▶ _TASK DESCRIPTION_
Write out again the entries from the first line to the line that includes "90 down +Z.", keeping both of those lines.

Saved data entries
= Beginning of Section =

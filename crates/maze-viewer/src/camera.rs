// SPDX-License-Identifier: Apache-2.0
// © James Ross Ω FLYING•ROBOTS <https://github.com/flyingrobots>
//! First-person camera: position plus yaw/pitch, basis derived on demand.

use glam::{Mat4, Vec3};

pub const MAX_PITCH_DEG: f32 = 89.0;
const NEAR: f32 = 0.05;
const FAR: f32 = 500.0;

#[derive(Clone, Copy, Debug, PartialEq)]
pub struct FpsCamera {
    pub position: Vec3,
    /// Degrees; 0 looks down +X, 90 down +Z.
    pub yaw_deg: f32,
    /// Degrees, clamped to ±[`MAX_PITCH_DEG`].
    pub pitch_deg: f32,
    pub fov_deg: f32,
}

impl Default for FpsCamera {
    fn default() -> Self {
        Self {
            position: Vec3::ZERO,
            yaw_deg: 0.0,
            pitch_deg: 0.0,
            fov_deg: 90.0,
        }
    }
}

impl FpsCamera {
    pub fn looking_at(position: Vec3, target: Vec3, fov_deg: f32) -> Self {
        let d = target - position;
        let yaw_deg = d.z.atan2(d.x).to_degrees();
        let pitch_deg = d
            .y
            .atan2(d.x.hypot(d.z))
            .to_degrees()
            .clamp(-MAX_PITCH_DEG, MAX_PITCH_DEG);
        Self {
            position,
            yaw_deg,
            pitch_deg,
            fov_deg,
        }
    }

    pub fn forward(&self) -> Vec3 {
        let (yaw, pitch) = (self.yaw_deg.to_radians(), self.pitch_deg.to_radians());
        Vec3::new(yaw.cos() * pitch.cos(), pitch.sin(), yaw.sin() * pitch.cos()).normalize()
    }

    /// Forward projected onto the ground plane.
    pub fn flat_forward(&self) -> Vec3 {
        let yaw = self.yaw_deg.to_radians();
        Vec3::new(yaw.cos(), 0.0, yaw.sin())
    }

    pub fn right(&self) -> Vec3 {
        self.flat_forward().cross(Vec3::Y).normalize()
    }

    pub fn up(&self) -> Vec3 {
        self.right().cross(self.forward()).normalize()
    }

    /// Applies a mouse delta in pixels.
    pub fn look(&mut self, dx: f32, dy: f32, deg_per_px: f32, invert_y: bool) {
        let sign = if invert_y { 1.0 } else { -1.0 };
        self.yaw_deg = (self.yaw_deg + dx * deg_per_px).rem_euclid(360.0);
        self.pitch_deg =
            (self.pitch_deg + sign * dy * deg_per_px).clamp(-MAX_PITCH_DEG, MAX_PITCH_DEG);
    }

    pub fn view_proj(&self, aspect: f32) -> Mat4 {
        let view = Mat4::look_to_rh(self.position, self.forward(), Vec3::Y);
        let proj = Mat4::perspective_rh(self.fov_deg.to_radians(), aspect.max(0.1), NEAR, FAR);
        proj * view
    }
}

= End of Section =

▶ _SOLUTION TO THIS TASK_
filename crates/maze-viewer/src/camera.rs
// SPDX-License-Identifier: Apache-2.0
// © James Ross Ω FLYING•ROBOTS <https://github.com/flyingrobots>
//! First-person camera: position plus yaw/pitch, basis derived on demand.

use glam::{Mat4, Vec3};

pub const MAX_PITCH_DEG: f32 = 89.0;
const NEAR: f32 = 0.05;
const FAR: f32 = 500.0;

#[derive(Clone, Copy, Debug, PartialEq)]
pub struct FpsCamera {
    pub position: Vec3,
    /// Degrees; 0 looks down +X, 90 down +Z.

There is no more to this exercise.